◆ Exercise instructions
Write out every line below that contains "Shared".

<<<<

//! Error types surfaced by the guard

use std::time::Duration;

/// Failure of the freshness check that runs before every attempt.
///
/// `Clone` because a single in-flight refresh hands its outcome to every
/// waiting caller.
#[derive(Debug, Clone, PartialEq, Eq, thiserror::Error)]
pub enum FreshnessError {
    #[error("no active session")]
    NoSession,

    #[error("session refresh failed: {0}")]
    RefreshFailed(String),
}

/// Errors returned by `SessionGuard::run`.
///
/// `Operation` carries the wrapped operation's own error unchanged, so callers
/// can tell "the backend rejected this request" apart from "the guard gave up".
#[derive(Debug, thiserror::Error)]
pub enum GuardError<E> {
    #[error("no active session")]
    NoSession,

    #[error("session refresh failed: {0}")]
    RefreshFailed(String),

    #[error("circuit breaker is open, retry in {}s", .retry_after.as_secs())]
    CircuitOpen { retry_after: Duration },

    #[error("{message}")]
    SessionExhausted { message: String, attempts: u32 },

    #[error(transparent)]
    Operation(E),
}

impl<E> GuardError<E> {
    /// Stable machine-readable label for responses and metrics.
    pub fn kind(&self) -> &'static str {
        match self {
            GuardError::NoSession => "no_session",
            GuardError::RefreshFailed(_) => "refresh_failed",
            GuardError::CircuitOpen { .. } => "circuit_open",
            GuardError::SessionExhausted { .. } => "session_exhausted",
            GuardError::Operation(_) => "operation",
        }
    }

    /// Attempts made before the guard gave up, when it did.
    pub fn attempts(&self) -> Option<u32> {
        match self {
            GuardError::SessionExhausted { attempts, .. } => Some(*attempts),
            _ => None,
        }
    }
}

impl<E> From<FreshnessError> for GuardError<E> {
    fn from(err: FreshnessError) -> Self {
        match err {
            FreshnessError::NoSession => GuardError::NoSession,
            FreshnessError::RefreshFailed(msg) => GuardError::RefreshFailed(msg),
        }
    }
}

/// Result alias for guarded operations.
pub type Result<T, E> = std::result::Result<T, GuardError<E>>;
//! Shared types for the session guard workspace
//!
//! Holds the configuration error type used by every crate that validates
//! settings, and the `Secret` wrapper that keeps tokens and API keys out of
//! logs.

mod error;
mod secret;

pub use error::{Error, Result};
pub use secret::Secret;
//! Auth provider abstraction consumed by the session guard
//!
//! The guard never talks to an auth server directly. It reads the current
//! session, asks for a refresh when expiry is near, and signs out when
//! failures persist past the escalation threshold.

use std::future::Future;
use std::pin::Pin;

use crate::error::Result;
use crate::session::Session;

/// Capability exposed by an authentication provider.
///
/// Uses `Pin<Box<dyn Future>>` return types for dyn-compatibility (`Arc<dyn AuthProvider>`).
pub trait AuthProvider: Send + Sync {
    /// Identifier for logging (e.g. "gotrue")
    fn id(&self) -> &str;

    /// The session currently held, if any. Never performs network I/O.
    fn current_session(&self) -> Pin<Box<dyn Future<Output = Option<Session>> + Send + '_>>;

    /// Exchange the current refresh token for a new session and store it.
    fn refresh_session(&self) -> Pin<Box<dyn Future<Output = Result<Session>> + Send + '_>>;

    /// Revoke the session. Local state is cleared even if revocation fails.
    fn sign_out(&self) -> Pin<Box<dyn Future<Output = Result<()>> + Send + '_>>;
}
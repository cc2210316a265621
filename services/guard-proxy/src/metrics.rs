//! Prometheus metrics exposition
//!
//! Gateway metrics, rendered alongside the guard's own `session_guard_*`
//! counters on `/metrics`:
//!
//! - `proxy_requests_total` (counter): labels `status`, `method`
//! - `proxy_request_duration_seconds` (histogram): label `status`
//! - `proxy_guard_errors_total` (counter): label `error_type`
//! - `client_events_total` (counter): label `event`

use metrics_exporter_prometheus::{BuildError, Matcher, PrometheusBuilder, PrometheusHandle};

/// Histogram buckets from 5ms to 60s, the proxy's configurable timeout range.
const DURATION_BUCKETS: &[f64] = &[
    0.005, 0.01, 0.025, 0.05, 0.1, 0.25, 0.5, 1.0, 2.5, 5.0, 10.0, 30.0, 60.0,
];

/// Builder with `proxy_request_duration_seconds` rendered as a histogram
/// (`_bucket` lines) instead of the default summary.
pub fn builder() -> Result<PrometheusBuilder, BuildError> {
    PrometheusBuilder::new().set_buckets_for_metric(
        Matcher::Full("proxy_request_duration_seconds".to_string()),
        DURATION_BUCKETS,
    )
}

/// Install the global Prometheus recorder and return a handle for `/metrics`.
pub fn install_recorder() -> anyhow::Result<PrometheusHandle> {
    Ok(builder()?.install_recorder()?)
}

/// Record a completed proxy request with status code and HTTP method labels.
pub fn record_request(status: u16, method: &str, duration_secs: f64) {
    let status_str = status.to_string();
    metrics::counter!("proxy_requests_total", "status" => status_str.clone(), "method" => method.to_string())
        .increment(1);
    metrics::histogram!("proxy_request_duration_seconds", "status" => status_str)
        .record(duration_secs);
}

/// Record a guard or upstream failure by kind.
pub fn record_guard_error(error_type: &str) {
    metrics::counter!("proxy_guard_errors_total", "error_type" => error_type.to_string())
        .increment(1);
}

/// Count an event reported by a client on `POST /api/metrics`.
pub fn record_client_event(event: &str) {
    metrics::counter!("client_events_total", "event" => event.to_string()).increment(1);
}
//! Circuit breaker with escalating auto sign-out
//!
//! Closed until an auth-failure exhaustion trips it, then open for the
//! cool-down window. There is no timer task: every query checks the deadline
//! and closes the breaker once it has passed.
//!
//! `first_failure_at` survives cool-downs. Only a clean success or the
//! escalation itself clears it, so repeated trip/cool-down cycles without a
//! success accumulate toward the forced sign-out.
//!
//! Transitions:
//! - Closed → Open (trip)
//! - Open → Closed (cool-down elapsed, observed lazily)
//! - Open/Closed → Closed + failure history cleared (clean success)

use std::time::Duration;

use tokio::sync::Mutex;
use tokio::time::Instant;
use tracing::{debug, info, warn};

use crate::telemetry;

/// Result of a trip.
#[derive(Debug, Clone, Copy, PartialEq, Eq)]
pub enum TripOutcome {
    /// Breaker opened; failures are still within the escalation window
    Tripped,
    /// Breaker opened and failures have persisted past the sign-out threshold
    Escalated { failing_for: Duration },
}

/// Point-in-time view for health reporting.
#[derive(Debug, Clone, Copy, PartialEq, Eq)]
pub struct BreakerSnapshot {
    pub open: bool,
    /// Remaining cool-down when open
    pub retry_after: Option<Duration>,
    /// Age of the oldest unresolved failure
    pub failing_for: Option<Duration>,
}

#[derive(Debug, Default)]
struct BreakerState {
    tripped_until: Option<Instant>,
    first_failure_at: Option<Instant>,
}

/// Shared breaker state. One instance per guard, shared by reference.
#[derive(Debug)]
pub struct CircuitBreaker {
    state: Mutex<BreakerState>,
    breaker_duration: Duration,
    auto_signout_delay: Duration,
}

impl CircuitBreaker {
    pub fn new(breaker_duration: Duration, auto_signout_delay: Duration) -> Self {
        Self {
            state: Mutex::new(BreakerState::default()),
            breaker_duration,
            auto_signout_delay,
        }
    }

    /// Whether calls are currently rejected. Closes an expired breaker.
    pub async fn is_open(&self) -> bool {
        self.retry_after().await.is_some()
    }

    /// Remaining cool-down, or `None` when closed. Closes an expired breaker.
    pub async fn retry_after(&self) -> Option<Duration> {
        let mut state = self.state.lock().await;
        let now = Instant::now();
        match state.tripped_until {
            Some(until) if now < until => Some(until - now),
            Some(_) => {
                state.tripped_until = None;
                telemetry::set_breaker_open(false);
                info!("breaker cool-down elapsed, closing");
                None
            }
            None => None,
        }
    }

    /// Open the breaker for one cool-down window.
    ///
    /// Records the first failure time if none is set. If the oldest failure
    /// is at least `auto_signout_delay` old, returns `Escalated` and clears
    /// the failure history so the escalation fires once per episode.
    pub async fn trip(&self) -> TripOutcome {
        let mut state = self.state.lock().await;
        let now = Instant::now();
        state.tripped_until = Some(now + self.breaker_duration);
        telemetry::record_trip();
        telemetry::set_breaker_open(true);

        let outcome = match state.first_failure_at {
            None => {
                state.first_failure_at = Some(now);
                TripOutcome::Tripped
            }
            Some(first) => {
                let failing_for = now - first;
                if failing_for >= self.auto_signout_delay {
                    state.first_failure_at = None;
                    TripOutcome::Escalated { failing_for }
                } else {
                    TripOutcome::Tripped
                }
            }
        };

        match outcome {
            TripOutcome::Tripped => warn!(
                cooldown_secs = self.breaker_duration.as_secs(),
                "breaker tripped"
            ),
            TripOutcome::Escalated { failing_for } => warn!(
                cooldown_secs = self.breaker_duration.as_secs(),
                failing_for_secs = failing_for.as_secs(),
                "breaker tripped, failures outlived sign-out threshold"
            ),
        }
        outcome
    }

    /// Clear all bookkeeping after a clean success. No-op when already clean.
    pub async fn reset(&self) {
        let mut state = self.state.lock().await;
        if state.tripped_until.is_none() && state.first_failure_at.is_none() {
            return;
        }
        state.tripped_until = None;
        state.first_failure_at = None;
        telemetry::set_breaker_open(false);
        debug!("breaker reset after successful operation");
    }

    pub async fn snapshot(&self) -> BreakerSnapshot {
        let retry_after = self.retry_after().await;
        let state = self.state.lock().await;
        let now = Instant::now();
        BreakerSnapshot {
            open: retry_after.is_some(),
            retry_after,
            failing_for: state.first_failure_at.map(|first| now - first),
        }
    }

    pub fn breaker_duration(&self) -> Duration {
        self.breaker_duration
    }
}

>>>>
<<<<

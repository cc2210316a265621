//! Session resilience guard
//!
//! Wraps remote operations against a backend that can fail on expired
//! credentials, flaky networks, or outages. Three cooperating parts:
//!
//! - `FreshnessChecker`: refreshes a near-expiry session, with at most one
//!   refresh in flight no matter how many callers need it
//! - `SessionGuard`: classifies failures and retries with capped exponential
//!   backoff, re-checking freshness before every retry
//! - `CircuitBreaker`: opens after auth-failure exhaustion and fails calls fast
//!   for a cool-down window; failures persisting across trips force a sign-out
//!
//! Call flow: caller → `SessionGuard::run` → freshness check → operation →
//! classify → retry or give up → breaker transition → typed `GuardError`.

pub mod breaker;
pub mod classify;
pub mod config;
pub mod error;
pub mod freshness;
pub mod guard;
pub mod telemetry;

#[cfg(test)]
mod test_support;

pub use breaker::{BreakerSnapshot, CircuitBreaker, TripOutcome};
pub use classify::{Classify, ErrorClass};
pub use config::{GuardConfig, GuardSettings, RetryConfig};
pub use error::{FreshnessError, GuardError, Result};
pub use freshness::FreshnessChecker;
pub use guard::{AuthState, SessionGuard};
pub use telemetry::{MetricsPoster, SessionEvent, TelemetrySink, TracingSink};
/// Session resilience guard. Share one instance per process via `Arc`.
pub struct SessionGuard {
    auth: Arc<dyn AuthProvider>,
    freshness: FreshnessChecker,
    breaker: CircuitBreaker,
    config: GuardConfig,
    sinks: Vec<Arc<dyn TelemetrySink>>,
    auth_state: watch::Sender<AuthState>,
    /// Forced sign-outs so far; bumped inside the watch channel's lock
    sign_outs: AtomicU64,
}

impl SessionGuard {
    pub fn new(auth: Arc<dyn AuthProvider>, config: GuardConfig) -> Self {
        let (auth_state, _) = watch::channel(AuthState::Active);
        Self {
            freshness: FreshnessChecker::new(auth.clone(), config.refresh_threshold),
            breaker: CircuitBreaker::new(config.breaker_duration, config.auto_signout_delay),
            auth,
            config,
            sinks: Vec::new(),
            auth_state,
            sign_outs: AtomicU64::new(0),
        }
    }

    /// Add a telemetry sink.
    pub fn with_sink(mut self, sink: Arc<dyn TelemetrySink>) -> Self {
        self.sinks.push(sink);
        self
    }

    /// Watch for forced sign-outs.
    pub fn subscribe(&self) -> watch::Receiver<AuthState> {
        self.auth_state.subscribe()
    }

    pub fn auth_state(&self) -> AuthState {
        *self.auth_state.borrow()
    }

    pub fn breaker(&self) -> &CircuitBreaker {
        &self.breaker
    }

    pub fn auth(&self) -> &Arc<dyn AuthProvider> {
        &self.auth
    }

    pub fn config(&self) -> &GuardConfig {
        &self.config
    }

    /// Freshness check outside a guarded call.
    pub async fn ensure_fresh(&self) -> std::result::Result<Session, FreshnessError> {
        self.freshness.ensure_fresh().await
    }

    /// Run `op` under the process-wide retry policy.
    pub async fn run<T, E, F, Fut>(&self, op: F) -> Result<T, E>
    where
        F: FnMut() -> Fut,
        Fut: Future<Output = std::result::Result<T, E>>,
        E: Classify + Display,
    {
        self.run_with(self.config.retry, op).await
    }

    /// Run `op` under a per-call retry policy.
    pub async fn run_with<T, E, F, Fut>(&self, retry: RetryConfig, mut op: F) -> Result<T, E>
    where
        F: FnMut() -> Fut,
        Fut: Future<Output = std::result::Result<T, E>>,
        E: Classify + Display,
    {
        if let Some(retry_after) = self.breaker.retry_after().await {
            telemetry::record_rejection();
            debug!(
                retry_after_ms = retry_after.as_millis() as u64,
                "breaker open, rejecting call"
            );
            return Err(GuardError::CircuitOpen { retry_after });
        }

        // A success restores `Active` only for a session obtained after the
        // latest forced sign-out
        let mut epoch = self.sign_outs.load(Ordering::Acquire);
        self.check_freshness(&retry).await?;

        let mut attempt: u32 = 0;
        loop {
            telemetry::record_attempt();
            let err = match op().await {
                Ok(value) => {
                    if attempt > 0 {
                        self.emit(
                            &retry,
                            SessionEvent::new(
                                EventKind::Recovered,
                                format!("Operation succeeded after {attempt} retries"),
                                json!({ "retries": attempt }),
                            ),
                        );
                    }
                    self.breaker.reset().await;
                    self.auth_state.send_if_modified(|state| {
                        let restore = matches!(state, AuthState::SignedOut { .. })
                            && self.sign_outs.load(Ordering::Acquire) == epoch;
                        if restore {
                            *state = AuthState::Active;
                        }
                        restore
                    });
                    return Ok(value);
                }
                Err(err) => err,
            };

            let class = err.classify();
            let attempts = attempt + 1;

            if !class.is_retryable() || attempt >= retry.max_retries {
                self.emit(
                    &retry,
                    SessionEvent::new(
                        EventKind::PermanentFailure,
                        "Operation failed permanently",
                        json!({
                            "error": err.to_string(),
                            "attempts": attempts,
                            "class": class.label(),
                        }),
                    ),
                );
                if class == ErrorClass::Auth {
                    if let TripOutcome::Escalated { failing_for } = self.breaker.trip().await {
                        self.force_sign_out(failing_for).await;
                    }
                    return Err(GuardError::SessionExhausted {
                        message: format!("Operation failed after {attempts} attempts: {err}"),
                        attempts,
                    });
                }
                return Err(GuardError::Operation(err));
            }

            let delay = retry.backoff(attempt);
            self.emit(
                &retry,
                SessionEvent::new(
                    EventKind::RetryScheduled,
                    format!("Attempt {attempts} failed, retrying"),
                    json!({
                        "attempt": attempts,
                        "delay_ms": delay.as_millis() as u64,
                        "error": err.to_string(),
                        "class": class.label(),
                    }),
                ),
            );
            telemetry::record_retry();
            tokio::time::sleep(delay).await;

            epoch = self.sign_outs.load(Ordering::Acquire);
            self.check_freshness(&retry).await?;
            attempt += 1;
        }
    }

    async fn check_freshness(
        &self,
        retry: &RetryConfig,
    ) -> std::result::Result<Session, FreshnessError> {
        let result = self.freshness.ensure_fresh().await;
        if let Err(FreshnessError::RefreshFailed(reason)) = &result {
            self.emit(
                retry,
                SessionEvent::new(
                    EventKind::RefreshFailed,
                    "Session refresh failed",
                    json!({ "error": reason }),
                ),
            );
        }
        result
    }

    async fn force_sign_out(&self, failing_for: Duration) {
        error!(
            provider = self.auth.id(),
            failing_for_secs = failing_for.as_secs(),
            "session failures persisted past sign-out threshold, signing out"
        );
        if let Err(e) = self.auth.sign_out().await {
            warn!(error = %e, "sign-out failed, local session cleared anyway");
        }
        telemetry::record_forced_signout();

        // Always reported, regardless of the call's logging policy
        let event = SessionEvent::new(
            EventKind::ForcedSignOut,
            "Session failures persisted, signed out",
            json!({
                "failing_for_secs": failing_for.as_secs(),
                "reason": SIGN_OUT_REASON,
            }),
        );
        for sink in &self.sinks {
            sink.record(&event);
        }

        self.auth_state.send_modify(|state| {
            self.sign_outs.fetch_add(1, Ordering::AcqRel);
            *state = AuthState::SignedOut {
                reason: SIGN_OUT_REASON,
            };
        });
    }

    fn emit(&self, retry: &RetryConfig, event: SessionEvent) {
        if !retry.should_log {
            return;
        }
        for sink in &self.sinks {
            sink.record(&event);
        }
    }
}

>>>>

◆ Task result
//! Shared types for the session guard workspace
/// Shared breaker state. One instance per guard, shared by reference.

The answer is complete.